Western Analysis of IL-5 Protein Expression and ELISA of IL-5 Secretion
After treatment, the cells were washed twice with cold PBS and lysed in an ice-cold lysis buffer (50 mm Tris, pH 7.5, 150 mm NaCl, 1% Triton X-100, 1% sodium deoxycholate, 1 mm PMSF, 50 mm sodium fluoride, 1 mm sodium orthovanadate, 50 μg/ml aprotinin/leupeptin). The lysate was sonicated for 20 cycles followed by centrifugation for 15 min at 16,200 × g at 4 °C with a Microfuge. The supernatant was saved as the whole protein extract. After determination of concentration, the cellular proteins from each sample were loaded on a 15% SDS-PAGE gel. After electrophoresis, the proteins were transferred onto a nylon-enhanced nitrocellulose membrane. The membrane was blocked with a solution of 0.1% Tween 20/PBS (PBS-T) containing 5% dry fat-free milk for 1 h followed by incubation with rabbit polyclonal anti-IL-5 antibody (1:500) overnight at 4 °C. After reblocking with PBS-T containing 5% milk, the blot was incubated with horseradish peroxidase-conjugated goat anti-rabbit IgG for 1 h at room temperature. After washing three times for 10 min with PBS-T, the membrane was incubated for 1 min in a mixture of equal volumes of Western blot chemiluminescence reagents 1 and 2. The membrane was then exposed to film before development.
To determine the effects of LXR activation on IL-5 protein secretion, macrophages in 12-well plates were treated with T0901317 at different concentrations (1 ml/well) overnight. The treatment medium was collected and spun for 5 min at 2,600 × g at 4 °C to remove the floating cells. The supernatant was used to determine the secreted IL-5 protein using ELISA kit purchased from R&D Systems (Minneapolis, MN). The cell pellet in the tube and cells in the corresponding well were combined and lysed. The protein content in the cellular lysate was used to normalize IL-5 protein secretion.
In Vivo Study
The protocol for in vivo study with mice was granted by the Ethics Committee of Nankai University and conforms to the Guide for the Care and Use of Laboratory Animals published by the National Institutes of Health.

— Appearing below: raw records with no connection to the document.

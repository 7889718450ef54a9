//! Per-file processing: load, clean, project

use log::{info, warn};
use serde::Serialize;

use crate::cleaning::{self, FillReport};
use crate::error::{Result, SweeperError};
use crate::frame::Frame;
use crate::loader;

/// A file handed to the pipeline, either uploaded or read from disk
#[derive(Clone, Debug)]
pub struct UploadedFile {
    pub name: String,
    pub bytes: Vec<u8>,
}

impl UploadedFile {
    pub fn new(name: impl Into<String>, bytes: impl Into<Vec<u8>>) -> Self {
        Self {
            name: name.into(),
            bytes: bytes.into(),
        }
    }

    /// Size in bytes
    pub fn size(&self) -> usize {
        self.bytes.len()
    }

    /// Size in kilobytes, as shown next to the file name
    pub fn size_kb(&self) -> f64 {
        self.bytes.len() as f64 / 1024.0
    }
}

/// Which optional steps to run for a file
#[derive(Clone, Debug, Default, PartialEq)]
pub struct PipelineOptions {
    pub remove_duplicates: bool,
    pub fill_missing: bool,
    /// Columns to keep; `None` keeps all of them
    pub columns: Option<Vec<String>>,
}

/// What the cleaning steps did; `None` means the step was not requested
#[derive(Clone, Debug, Default, PartialEq, Serialize)]
pub struct CleaningReport {
    pub duplicates_removed: Option<usize>,
    pub filled: Option<FillReport>,
}

/// A successfully processed file
#[derive(Clone, Debug)]
pub struct Processed {
    pub frame: Frame,
    pub report: CleaningReport,
}

/// Result of one file in a multi-file run
#[derive(Debug)]
pub struct FileOutcome {
    pub file_name: String,
    pub size_kb: f64,
    pub result: Result<Processed>,
}

/// Runs the pipeline for a single file
///
/// Duplicate removal runs before the mean fill, and projection runs last
/// so that cleaning always sees every column.
///
/// # Errors
/// * [`SweeperError::UnsupportedFormat`] / [`SweeperError::Parse`] from ingestion
/// * [`SweeperError::UnknownColumn`] from projection
pub fn process(file: &UploadedFile, options: &PipelineOptions) -> Result<Processed> {
    let mut frame = loader::load_frame(&file.name, &file.bytes)?;
    let mut report = CleaningReport::default();

    if options.remove_duplicates {
        let removed = cleaning::remove_duplicates(&mut frame);
        info!("{}: removed {} duplicate rows", file.name, removed);
        report.duplicates_removed = Some(removed);
    }

    if options.fill_missing {
        let filled = cleaning::fill_missing_with_mean(&mut frame);
        info!("{}: filled {} missing values", file.name, filled.total_filled());
        report.filled = Some(filled);
    }

    if let Some(columns) = &options.columns {
        frame.select_columns(columns)?;
    }

    Ok(Processed { frame, report })
}

/// Runs the pipeline for every file in turn
///
/// A failing file is logged and recorded in its own outcome; it never
/// stops the files after it.
pub fn process_all(files: &[UploadedFile], options: &PipelineOptions) -> Vec<FileOutcome> {
    files
        .iter()
        .map(|file| {
            let result = process(file, options);
            if let Err(e) = &result {
                warn!("skipping {}: {}", file.name, e);
            }
            FileOutcome {
                file_name: file.name.clone(),
                size_kb: file.size_kb(),
                result,
            }
        })
        .collect()
}

/// Counts successes and failures across outcomes
pub fn summarize(outcomes: &[FileOutcome]) -> (usize, usize) {
    let failed = outcomes.iter().filter(|o| o.result.is_err()).count();
    (outcomes.len() - failed, failed)
}

impl FileOutcome {
    pub fn error(&self) -> Option<&SweeperError> {
        self.result.as_ref().err()
    }
}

C57BL/6 wild type mice (∼10-week-old females) were randomly divided into two groups (five mice/group) and fed normal chow (control) or normal chow containing T0901317 (T0901317, 5 mg/100 g of food) for 10 days. Based on food consumption, the dose of T0901317 was estimated to be ∼5 mg/kg of body weight. After treatment, the animals were anesthetized and euthanized in a CO2 chamber. Blood was collected and kept for more than 2 h at room temperature. After centrifugation for 20 min at 2,000 × g, the serum was transferred into a new test tube and kept at −20 °C until the assay of IL-5, total IgG/IgM, and anti-oxLDL antibodies levels by ELISA.
To determine the IL-5 protein expression in mouse tissues (liver, spleen, and lymph node), ∼30 mg of tissue was homogenized in the protein lysis buffer. The supernatant of the homogenate was retained as the tissue protein extract. To determine IL-5 protein expression in T cells, mouse spleen and lymph nodes were collected and ground into single cells, respectively. Once cells were filtrated with a 40-μm cell strainer, they were incubated in 3 ml of red cell lysis buffer for 5 min; 7 ml PBS was then added. After centrifugation, the cell pellet was resuspended in 200 μl of PBS, and 1 μl of anti-TCRβ-FITC plus 1 μl of anti-CD3-PerCP Cy5 (eBiosciences) antibodies was added. After incubation for 30 min on ice and washed twice with PBS, the cells were resuspended in 1 ml of serum-free medium and subjected to FACS. About 800,000 TCRβ+CD3+ cells were collected as T cells. The T cells were lysed, and total cellular lysate was used to determine IL-5 protein expression by Western blot.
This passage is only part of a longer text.